# Дисплазия ТБС у ребёнка



## оксанаарс (29 Июл 2018)

Здравствуйте, доктора! Очень нужна ваша помощь.

Ребёнку в 8 мес поставлен диагноз дисплазия тбс, по Узи в два месяца не было ядер окостенения, делали рентген в 5 месяцев,не было головки в ТС слева, в 8 месяцев рентген-головка появилась слева, но меньше чем справа, углы 30 градусов с обеих сторон. Поставили диагноз-дисплазия Тбс, назначена шина Виленского на два месяца, гимнастика, прошли курс электрофореза с кальцием, на данный момент проходим курс массажа. Один раз были у остеопат, ходить к нему будем раз в неделю. Ребёнок ползает по пластунски, не сидит.
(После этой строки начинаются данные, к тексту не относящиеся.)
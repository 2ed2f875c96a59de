//! Common test utilities
//!
//! Provides shared initialization code for integration tests, including
//! rustls crypto provider setup and local mock endpoints.

#![allow(dead_code, reason = "Each test binary uses a subset of the helpers")]

use async_trait::async_trait;
use axum::Router;
use cloud_secrets::provider::{SecretError, SecretProvider, SecretValue};
use std::net::SocketAddr;
use std::sync::atomic::{AtomicUsize, Ordering};
use std::sync::Once;
use tokio::net::TcpListener;

static RUSTLS_INIT: Once = Once::new();

/// Initialize rustls crypto provider for tests
///
/// Uses a `Once` to ensure it's only called once per test binary.
pub fn init_rustls() {
    RUSTLS_INIT.call_once(|| {
        cloud_secrets::runtime::initialization::install_crypto_provider();
    });
}

/// Serve `router` on an ephemeral localhost port
pub async fn spawn_mock(router: Router) -> SocketAddr {
    let listener = TcpListener::bind("127.0.0.1:0")
        .await
        .expect("Failed to bind mock server");
    let addr = listener.local_addr().expect("Mock server has no address");
    tokio::spawn(async move {
        axum::serve(listener, router)
            .await
            .expect("Mock server failed");
    });
    addr
}

/// An address nothing listens on
pub async fn closed_port() -> SocketAddr {
    let listener = TcpListener::bind("127.0.0.1:0")
        .await
        .expect("Failed to bind throwaway listener");
    let addr = listener.local_addr().expect("Probe listener has no address");
    drop(listener);
    addr
}

/// Provider returning a fixed value (or `NotFound`) and counting calls
#[derive(Debug)]
pub struct CountingProvider {
    value: Option<String>,
    calls: AtomicUsize,
}

impl CountingProvider {
    pub fn ok(value: &str) -> Self {
        Self {
            value: Some(value.to_string()),
            calls: AtomicUsize::new(0),
        }
    }

    pub fn failing() -> Self {
        Self {
            value: None,
            calls: AtomicUsize::new(0),
        }
    }

    pub fn calls(&self) -> usize {
        self.calls.load(Ordering::SeqCst)
    }
}

#[async_trait]
impl SecretProvider for CountingProvider {
    fn provider_name(&self) -> &'static str {
        "counting"
    }

    async fn get_secret(&self, secret_name: &str) -> Result<SecretValue, SecretError> {
        self.calls.fetch_add(1, Ordering::SeqCst);
        match &self.value {
            Some(value) => Ok(SecretValue::text(value.clone())),
            None => Err(SecretError::InternalService {
                provider: "counting",
                message: format!("backend unavailable for '{secret_name}'"),
            }),
        }
    }
}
Сейчас нам 8.5 месяцев. Подскажите, пожалуйста, какой результат может быть с нашей дисплазией? На первом фото рентген в 8 месяцев, на втором фото в 5 месяцев.


----------



## La murr (29 Июл 2018)

@оксанаарс, здравствуйте!
Пригласите в тему докторов, пожалуйста.
Вы можете обратиться к любому специалисту форума на странице его личного профиля или в переписке, дав ссылку на свою тему и задав вопросы, которые Вас интересуют.


----------



## Dr.Kristoff (22 Окт 2018)

@оксанаарс, при правильном и своевременном лечении и конечно терпении родителей прогнозы благоприятные. Не знаю на сколько своевременный ответ..со времени вашего вопроса прошло 4 месяца. Как у вас дела? Вам сейчас годик уже. По идее вам уже нужно ходить с отводящей шиной. Вас должны поставить на диспансерный учёт к ортопеду. Проводить рентгеновское обследование 1-2 раза в год показано. Ограничение физ нагрузок, занятия в орт.группах, до полного формирования скелета.


----------